Frank Darabont Opens Up About The Godzilla Reboot

By Rudie Obias | Published

This article is more than 2 years old

Godzilla

A few weeks ago, Legendary Pictures hired writer Frank Darabont to re-write the screenplay for the upcoming Godzilla reboot. The Godzilla production is quickly coming together as it marches toward a possible March production start. Many fans of the giant monster are wondering whether this reboot will be more faithful to the original 1954 Japanese film, or if it will more closely resemble Roland Emmerich’s horrible 1998 movie of the same name.

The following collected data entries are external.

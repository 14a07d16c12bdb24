//! Lab record.

use super::{ensure_id, ensure_present, ValidationError};
use serde::{Deserialize, Serialize};
use uuid::Uuid;

/// Stable lab identifier.
pub type LabId = Uuid;

/// Organizational unit that employs scientists.
#[derive(Debug, Clone, PartialEq, Eq, Serialize, Deserialize)]
pub struct Lab {
    pub id: LabId,
    pub name: String,
}

impl Lab {
    /// Creates a lab with a generated id.
    pub fn new(name: impl Into<String>) -> Self {
        Self {
            id: Uuid::new_v4(),
            name: name.into(),
        }
    }

    /// Creates a lab with a caller-provided id.
    ///
    /// # Errors
    /// - Returns `ValidationError::NilId` when `id` is nil.
    pub fn with_id(id: LabId, name: impl Into<String>) -> Result<Self, ValidationError> {
        ensure_id(id)?;
        Ok(Self {
            id,
            name: name.into(),
        })
    }

    /// Checks write-time invariants.
    pub fn validate(&self) -> Result<(), ValidationError> {
        ensure_id(self.id)?;
        ensure_present(&self.name, "name")
    }
}
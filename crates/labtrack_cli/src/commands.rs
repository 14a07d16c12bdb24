//! Subcommand implementations.

use anyhow::Context;
use labtrack_core::{active_log_dir, seed_demo_data, SeedSummary};
use labtrack_web::{App, HttpServer};
use log::info;
use rusqlite::Connection;
use std::fmt::Write;

/// Seeds optionally, then serves until the process is stopped.
pub fn serve(conn: &mut Connection, bind: &str, seed: bool) -> anyhow::Result<()> {
    if seed {
        let summary = seed_demo_data(conn).context("failed to seed demo data")?;
        print!("{}", seed_report(&summary));
    }

    let server = HttpServer::bind(bind)?;
    let listening = server
        .local_addr()
        .map_or_else(|| bind.to_string(), |addr| addr.to_string());
    println!("labtrack listening on http://{listening}");
    if let Some(dir) = active_log_dir() {
        println!("logs: {}", dir.display());
    }
    info!("event=serve module=cli status=start addr={listening}");

    let app = App::new(conn);
    server.serve(&app);
    Ok(())
}

/// Inserts the demo dataset and prints where to find each scientist.
pub fn seed(conn: &mut Connection) -> anyhow::Result<()> {
    let summary = seed_demo_data(conn).context("failed to seed demo data")?;
    print!("{}", seed_report(&summary));
    Ok(())
}

fn seed_report(summary: &SeedSummary) -> String {
    let mut out = format!(
        "seeded {} labs, {} scientists, {} experiments, {} links\n",
        summary.labs.len(),
        summary.scientists.len(),
        summary.experiments.len(),
        summary.links.len()
    );
    for scientist in &summary.scientists {
        let _ = writeln!(
            out,
            "  {:<24} /scientists/{}",
            scientist.name, scientist.id
        );
    }
    out
}
//! Application entry point: one request in, one response out.
//!
//! # Invariants
//! - Requests are handled sequentially against one borrowed connection.
//! - Request context (ids) travels as handler arguments, never as globals.

use crate::handlers;
use crate::http::{Request, Response};
use crate::routes::{resolve, Resolution, Route};
use labtrack_core::{
    log_field, AssociationService, DetailService, SqliteAssociationRepository,
    SqliteLabRepository, SqliteScientistRepository,
};
use log::{info, warn};
use rusqlite::Connection;
use std::time::Instant;

type SqliteDetailService<'conn> = DetailService<
    SqliteScientistRepository<'conn>,
    SqliteLabRepository<'conn>,
    SqliteAssociationRepository<'conn>,
>;

/// Lab tracker web application bound to one SQLite connection.
pub struct App<'conn> {
    details: SqliteDetailService<'conn>,
}

impl<'conn> App<'conn> {
    /// Creates the application over a migrated connection.
    pub fn new(conn: &'conn Connection) -> Self {
        Self {
            details: DetailService::new(
                SqliteScientistRepository::new(conn),
                SqliteLabRepository::new(conn),
                AssociationService::new(SqliteAssociationRepository::new(conn)),
            ),
        }
    }

    /// Routes and handles one request.
    pub fn handle(&self, request: &Request) -> Response {
        let started_at = Instant::now();
        let path = request.path();

        let response = match resolve(request) {
            Resolution::Matched(Route::ScientistShow { scientist_id }) => {
                handlers::show_scientist(&self.details, scientist_id, path)
            }
            Resolution::Matched(Route::ScientistExperimentDestroy {
                scientist_id,
                experiment_id,
            }) => handlers::remove_experiment(
                self.details.associations(),
                scientist_id,
                experiment_id,
                path,
            ),
            Resolution::MethodNotAllowed { allow } => handlers::method_not_allowed(allow),
            Resolution::NotFound => handlers::not_found(path),
        };

        if response.status >= 500 {
            warn!(
                "event=http_request module=web status=error method={} path={} code={} duration_ms={}",
                request.method.as_str(),
                log_field(path),
                response.status,
                started_at.elapsed().as_millis()
            );
        } else {
            info!(
                "event=http_request module=web status=ok method={} path={} code={} duration_ms={}",
                request.method.as_str(),
                log_field(path),
                response.status,
                started_at.elapsed().as_millis()
            );
        }
        response
    }
}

In an interview with io9.com, Darabont opens up about the direction of the Godzilla reboot. The production team is on the same page about Godzilla’s origins and what this new film will be about. When the original Japanese Godzilla film opened in theaters, the radioactive monster was seen as an allegory of post-World War II Japan, but somewhere down the line, Godzilla became increasingly sillier. Darabont explains:

What I found very interesting about Godzilla is that he started off definitely as a metaphor for Hiroshima and Nagasaki. And some of the atom bomb testing we were doing in the South Pacific in the subsequent years. The giant terrifying force of nature that comes and stomps the shit out of your city, that was Godzilla. Filtered through the very fanciful imaginations of the Japanese perception. And then he became Clifford the Big Red Dog in the subsequent films. He became the mascot of Japan, he became the protector of Japan. Another big ugly monster would show up and he would fight that monster to protect Japan. Which I never really quite understood, the shift.

It’s refreshing to see that Frank Darabont has a firm understanding of Godzilla’s history, but will that origin story translate to an American audience? One of the reasons why Godzilla became so campy as the series progressed was due to its worldwide acceptance. Happily, Darabont and director Gareth Edwards don’t want to do the same thing with their version of Godzilla. Darabont continues:

What we’re trying to do with the new movie is not have it camp, not have it be campy. We’re kind of taking a cool new look at it. But with a lot of tradition in the first film. We want this to be a terrifying force of nature. And what was really cool, for me, is there was a very compelling human drama that I got to weave into it. It’s not that cliched, thinly disguised romance or bromance, or whatever. It’s different, it’s a different set of circumstances than you’re used to seeing. And that’s tremendously exciting as a writer when you’re asked to do something else.

Gareth Edwards has promised that the new Godzilla film will take a more realistic approach than its predecessors. It seems like Godzilla will not be a traditional monster movie, or perhaps will be a little ambiguous and open to interpretation, like Darabont’s 2007 film, The Mist. Hopefully Edwards and Darabont can find a balance between something smart and big-screen action. After all, we didn’t just pay $12 to watch Godzilla not demolish a city.

Godzilla roars into theaters everywhere on May 16th 2014 in 3D.